Not every guy Lemons dated has been cool with it, though. She always discloses the condition on the second date, after realizing she likes the guy enough to go out again. One guy Lemons dated said he was okay with her herpes, but it became obvious after the first time they had sex that he was inspecting her genitals and “disguising it as foreplay,” Lemons said.
“I finally asked, ‘Find what you were looking for?’” Lemons said. “I was a little angry and hurt and he was really embarrassed. He did admit that he was looking for signs based on what he'd read on the Internet… It was obvious he wasn't ready for a sexual relationship with me.”
Others have dealt with their diagnoses much more harshly than Lemons. An entire spectrum of diagnosis responses can be found in a Topix.com forum that was posted in 2009 and still receives comments to this day. The boy who posted it, then 16, was having trouble accepting his diagnosis and was looking for advice. The next five years of responses include people sharing advice and their own stories, as well as people threatening to spread the disease or saying it’s a curse from God for sinful promiscuity. One girl asked, “What’s the point of living?” Many expressed a desire to be loved and accepted and the fear that they’ll never experience those joys again. Some couldn’t accept the permanence of it. One girl waited until marriage to have sex and got it from her husband and another got it after being raped.
Dr. Christopher Lewis, a family medicine doctor in the Austin, Texas area, has diagnosed genital herpes many times and has seen a variety of responses from patients, ranging from “it makes sense” to “my life is over.” Denial and anger are at the top of the list of initial responses.
“It could be a very confusing time period for them,” Lewis said. “They start thinking back to all the sex partners they had to see who they could’ve gotten it from. Then there’s a level of fear and guilt that ‘Maybe I gave it to someone else and don’t realize it.’ Then they begin thinking of uncomfortable conversations with people they’ll have to have and whether they’ll pass it along to the next person.”

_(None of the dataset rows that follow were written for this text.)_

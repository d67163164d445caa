use actix_web::{HttpRequest, HttpResponse, Result as ActixResult};
use tracing::info;

use super::UserService;
use crate::models::{ApiResponse, ErrorCode};
use crate::services::{bad_request, current_user, not_found};

pub async fn delete_user(
    service: &UserService,
    user_id: i64,
    request: &HttpRequest,
) -> ActixResult<HttpResponse> {
    let operator = match current_user(request) {
        Ok(user) => user,
        Err(resp) => return Ok(resp),
    };
    if operator.id == user_id {
        return Ok(bad_request(ErrorCode::CanNotDeleteCurrentUser, "不能删除当前登录的用户"));
    }

    let storage = service.get_storage(request);
    Ok(match storage.delete_user(user_id).await {
        Ok(true) => {
            info!("User {} deleted by admin {}", user_id, operator.id);
            HttpResponse::Ok().json(ApiResponse::success_empty("用户已删除"))
        }
        Ok(false) => not_found(ErrorCode::UserNotFound, "用户不存在"),
        Err(e) => HttpResponse::InternalServerError().json(ApiResponse::error_empty(
            ErrorCode::UserDeleteFailed,
            format!("删除用户失败: {e}"),
        )),
    })
}
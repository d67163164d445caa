use serde::Serialize;
use ts_rs::TS;

use super::entities::{LiveSession, LiveSessionAttendee};
use crate::models::common::PaginationInfo;

#[derive(Debug, Serialize, TS)]
#[ts(export, export_to = "../frontend/src/types/generated/live_session.ts")]
pub struct LiveSessionListResponse {
    pub items: Vec<LiveSession>,
    pub pagination: PaginationInfo,
}

#[derive(Debug, Serialize, TS)]
#[ts(export, export_to = "../frontend/src/types/generated/live_session.ts")]
pub struct LiveSessionDetailResponse {
    pub session: LiveSession,
    pub attendee_count: i64,
    pub is_registered: bool,
}

#[derive(Debug, Serialize, TS)]
#[ts(export, export_to = "../frontend/src/types/generated/live_session.ts")]
pub struct AttendeeListResponse {
    pub items: Vec<LiveSessionAttendee>,
}
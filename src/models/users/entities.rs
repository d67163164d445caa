use serde::{Deserialize, Serialize};
use ts_rs::TS;

// 用户角色
#[derive(Debug, Clone, Serialize, PartialEq, Eq, TS)]
#[serde(rename_all = "snake_case")]
#[ts(export, export_to = "../frontend/src/types/generated/user.ts")]
pub enum UserRole {
    Student,    // 学员
    Instructor, // 讲师
    Admin,      // 管理员
}

impl UserRole {
    pub const STUDENT: &'static str = "student";
    pub const INSTRUCTOR: &'static str = "instructor";
    pub const ADMIN: &'static str = "admin";

    pub fn admin_roles() -> &'static [&'static UserRole] {
        &[&Self::Admin]
    }
    pub fn instructor_roles() -> &'static [&'static UserRole] {
        &[&Self::Instructor, &Self::Admin]
    }
    pub fn is_admin(&self) -> bool {
        matches!(self, UserRole::Admin)
    }

    /// 讲师或管理员
    pub fn can_author(&self) -> bool {
        matches!(self, UserRole::Instructor | UserRole::Admin)
    }
}

impl<'de> Deserialize<'de> for UserRole {
    fn deserialize<D>(deserializer: D) -> Result<Self, D::Error>
    where
        D: serde::Deserializer<'de>,
    {
        let s = String::deserialize(deserializer)?;
        s.parse().map_err(|_| {
            serde::de::Error::custom(format!(
                "无效的用户角色: '{s}'. 支持的角色: student, instructor, admin"
            ))
        })
    }
}

impl std::fmt::Display for UserRole {
    fn fmt(&self, f: &mut std::fmt::Formatter<'_>) -> std::fmt::Result {
        match self {
            UserRole::Student => write!(f, "{}", UserRole::STUDENT),
            UserRole::Instructor => write!(f, "{}", UserRole::INSTRUCTOR),
            UserRole::Admin => write!(f, "{}", UserRole::ADMIN),
        }
    }
}

impl std::str::FromStr for UserRole {
    type Err = String;

    fn from_str(s: &str) -> Result<Self, Self::Err> {
        match s {
            UserRole::STUDENT => Ok(UserRole::Student),
            UserRole::INSTRUCTOR => Ok(UserRole::Instructor),
            UserRole::ADMIN => Ok(UserRole::Admin),
            _ => Err(format!("Invalid user role: {s}")),
        }
    }
}

// 用户状态
#[derive(Debug, Clone, Serialize, PartialEq, Eq, TS)]
#[serde(rename_all = "snake_case")]
#[ts(export, export_to = "../frontend/src/types/generated/user.ts")]
pub enum UserStatus {
    Active,    // 活跃
    Inactive,  // 非活跃
    Suspended, // 暂停
}

impl<'de> Deserialize<'de> for UserStatus {
    fn deserialize<D>(deserializer: D) -> Result<Self, D::Error>
    where
        D: serde::Deserializer<'de>,
    {
        let s = String::deserialize(deserializer)?;
        s.parse().map_err(|_| {
            serde::de::Error::custom(format!(
                "无效的用户状态: '{s}'. 支持的状态: active, inactive, suspended"
            ))
        })
    }
}

impl std::fmt::Display for UserStatus {
    fn fmt(&self, f: &mut std::fmt::Formatter<'_>) -> std::fmt::Result {
        match self {
            UserStatus::Active => write!(f, "active"),
            UserStatus::Inactive => write!(f, "inactive"),
            UserStatus::Suspended => write!(f, "suspended"),
        }
    }
}

impl std::str::FromStr for UserStatus {
    type Err = String;

    fn from_str(s: &str) -> Result<Self, Self::Err> {
        match s {
            "active" => Ok(UserStatus::Active),
            "inactive" => Ok(UserStatus::Inactive),
            "suspended" => Ok(UserStatus::Suspended),
            _ => Err(format!("Invalid user status: {s}")),
        }
    }
}

// 用户实体
#[derive(Debug, Clone, Serialize, Deserialize, TS)]
#[ts(export, export_to = "../frontend/src/types/generated/user.ts")]
pub struct User {
    pub id: i64,
    pub username: String,
    pub email: String,
    #[serde(skip_serializing, default)] // 不序列化到JSON响应中
    #[ts(skip)]
    pub password_hash: String,
    pub role: UserRole,
    pub status: UserStatus,
    pub display_name: Option<String>,
    pub avatar_url: Option<String>,
    pub bio: Option<String>,
    pub last_login: Option<chrono::DateTime<chrono::Utc>>,
    pub created_at: chrono::DateTime<chrono::Utc>,
    pub updated_at: chrono::DateTime<chrono::Utc>,
}

impl User {
    pub fn is_admin(&self) -> bool {
        self.role.is_admin()
    }

    // 生成 token 对（access + refresh）
    pub fn generate_token_pair(
        &self,
        refresh_token_expiry: Option<chrono::TimeDelta>,
    ) -> Result<crate::utils::jwt::TokenPair, String> {
        crate::utils::jwt::JwtUtils::generate_token_pair(
            self.id,
            &self.role.to_string(),
            refresh_token_expiry,
        )
        .map_err(|e| format!("生成 token 对失败: {e}"))
    }
}

#[cfg(test)]
mod tests {
    use super::*;

    #[test]
    fn test_role_parsing() {
        assert_eq!("instructor".parse::<UserRole>().unwrap(), UserRole::Instructor);
        assert!("moderator".parse::<UserRole>().is_err());
        let role: UserRole = serde_json::from_str("\"student\"").unwrap();
        assert_eq!(role, UserRole::Student);
        assert!(serde_json::from_str::<UserRole>("\"root\"").is_err());
    }

    #[test]
    fn test_role_capabilities() {
        assert!(UserRole::Admin.can_author());
        assert!(UserRole::Instructor.can_author());
        assert!(!UserRole::Student.can_author());
        assert!(UserRole::instructor_roles().contains(&&UserRole::Admin));
    }
}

There are many dating sites for people with genital herpes, a Herpes Resource Center Hotline (for counseling and information) and in-person and online support groups. Aimee Wood, a psychotherapist in Philadelphia, has been running one of these support groups since fall 2011.
Every other week, between six and 10 people crowd in a room with Wood to discuss the trials and tribulations of their herpes diagnosis. Topics range from how to respond when hit with a herpes joke (give the facts if you don’t want to out yourself, Wood advises them) to forgiving the person who gave it to you (though very few know who they got it from). Disclosure is a frequent topic of discussion in the group.
“We discuss the pros and cons of disclosing too soon versus too late, and it’s clear that there’s a fine line between waiting until there’s a little bit of a rapport so they can see you as a person, and having sex,” Wood said.
Wood’s patients rarely have issues when disclosing to family and friends. One girl’s father struggled to accept it and would make snarky comments and even blame her for having it. But nine times out of 10, Wood said, friends and family are supportive and sympathetic. The most common struggle among her patients is navigating romantic situations (which many delay or avoid altogether).
Another common struggle among her patients is maintaining their sense of self-worth.
“We do a self-esteem exercise with a crumpled $20 bill, where I ask clients to go around the room and beat it, write on it, and stomp on it, while still keeping it intact,” Wood said. “Then I ask them how much it’s worth. Still $20, they’ll say.’”
All of this insecurity, discouragement, rejection, tears, anger, counseling, suicidal tendencies, humiliation, shame, and isolation is caused by the stigma of a skin condition that usually doesn’t show up most or even all of the year and can be contracted after having protected sex one time. Can the stigma of genital herpes really survive the facts? Peckham and Lemons don’t think so.